- Born: May 6, 1845 Newton, Massachusetts, U.S.
- Died: October 15, 1929 (aged 84) Newton, Massachusetts, U.S.
- Known for: Founding member of the Nuttall Ornithological Club.
- Scientific career
- Fields: Ornithology, natural history, taxonomy, herpetology, taxidermy, conchology, malacology
- Author abbrev. (zoology): Maynard

= Charles Johnson Maynard =

American naturalist

Charles Johnson Maynard (May 6, 1845 – October 15, 1929) was an American naturalist and ornithologist born in Newton, Massachusetts. He was a collector, a taxidermist, and an expert on the vocal organs of birds. In addition to birds, he also studied mollusks, moss, gravestones and insects. He lived in the house at 459 Crafts Street in Newton, Massachusetts, built in 1897 and included in the National Register of Historic Places in 1996 as the Charles Maynard House. The Charles Johnson Maynard Award is given out by the Newton Conservators, Inc.

==Biography==
Charles Johnson Maynard was born in Newton, Massachusetts, on May 6, 1845, to Samuel Maynard and Emeline Sanger. He left school at the age of 16 to help out on the family farm. His interests led him to taxidermy, and the collecting and dealing in specimens of natural history. He founded his own company in Boston, Massachusetts, called C. J. Maynard & Co. in 1865, which published books and sold naturalist supplies. Maynard eventually married Pauline Thurlow Greenwood

In 1870, at the age of 24, Maynard's Naturalist's Guide was published, becoming America's first publication on a reliable and detailed method of collecting and preserving zoological specimen. This first book was illustrated by the notable artist Edwin Lord Weeks and published by James R. Osgood & Co., formerly Ticknor and Fields. The book mentions other future leading figures in ornithology that he worked with such as William Brewster, Joel Asaph Allen, Henry Augustus Purdie and others.
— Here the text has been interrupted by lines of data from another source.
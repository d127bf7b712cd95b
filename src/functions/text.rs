//! Text functions.

use super::{check_args, int_arg};
use crate::{error::EvalError, value::Value};

/// Call a text function. Returns None if function not found.
pub fn call(name: &str, args: &[Value]) -> Result<Option<Value>, EvalError> {
    let result = match name {
        "sub" => {
            check_args(name, args, 2, 3)?;
            let Some(s) = args[0].as_text() else {
                return Ok(Some(Value::Null));
            };
            let len = if args.len() == 3 {
                Some(int_arg(args, 2))
            } else {
                None
            };
            Some(Value::Text(substring(s, int_arg(args, 1), len)))
        }

        "rtrim" => map_text(name, args, |s| s.trim_end().to_string())?,
        "ltrim" => map_text(name, args, |s| s.trim_start().to_string())?,
        "trim" => map_text(name, args, |s| s.trim().to_string())?,
        "upper" => map_text(name, args, str::to_uppercase)?,
        "lower" => map_text(name, args, str::to_lowercase)?,

        "starts" => {
            check_args(name, args, 2, 3)?;
            let ignore_case = args.get(2).is_some_and(Value::as_bool);
            let starts = match (args[0].as_text(), args[1].as_text()) {
                (Some(s), Some(prefix)) if ignore_case => {
                    s.to_lowercase().starts_with(&prefix.to_lowercase())
                }
                (Some(s), Some(prefix)) => s.starts_with(prefix),
                _ => false,
            };
            Some(Value::Boolean(starts))
        }

        "split" => {
            check_args(name, args, 2, 2)?;
            let parts = match args[0].as_text() {
                Some(s) => {
                    let separator = args[1].as_string();
                    if separator.is_empty() {
                        vec![Value::from(s)]
                    } else {
                        s.split(separator.as_str()).map(Value::from).collect()
                    }
                }
                None => Vec::new(),
            };
            Some(Value::Array(parts))
        }

        "join" => {
            check_args(name, args, 2, 2)?;
            let separator = args[0].as_string();
            let joined = match &args[1] {
                Value::Array(items) => items
                    .iter()
                    .map(Value::as_string)
                    .collect::<Vec<_>>()
                    .join(&separator),
                other => other.as_string(),
            };
            Some(Value::Text(joined))
        }

        _ => None,
    };

    Ok(result)
}

fn map_text<F>(name: &str, args: &[Value], f: F) -> Result<Option<Value>, EvalError>
where
    F: Fn(&str) -> String,
{
    check_args(name, args, 1, 1)?;
    Ok(Some(match args[0].as_text() {
        Some(s) => Value::Text(f(s)),
        None => Value::Null,
    }))
}

/// Character-indexed substring. A start outside the text gives `""`; the
/// length is clamped to what is left.
fn substring(s: &str, start: i64, len: Option<i64>) -> String {
    let count = s.chars().count() as i64;
    if start < 0 || start > count {
        return String::new();
    }

    let available = count - start;
    let take = len.map_or(available, |n| n.clamp(0, available));
    s.chars().skip(start as usize).take(take as usize).collect()
}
Maynard was the first editor of the Nuttall Ornithological Club, the first such club in America, founded in 1873. However, he was forced to resign after he had avoided his duties in order to collect specimens during a trip. This roused the ire of his colleague Charles Foster Batchelder, who would later pay penance by compiling Maynard's extensive bibliography after Maynard's death. This event is believed to be the reason that he was excluded from the American Ornithologists' Union when it was first formed in 1883. This angered some, including Joseph Marshall Wade, the editor of the Ornithologist and Oologist, who defended Maynard as someone who studies while the other ornithologists were "toddling around in petticoats."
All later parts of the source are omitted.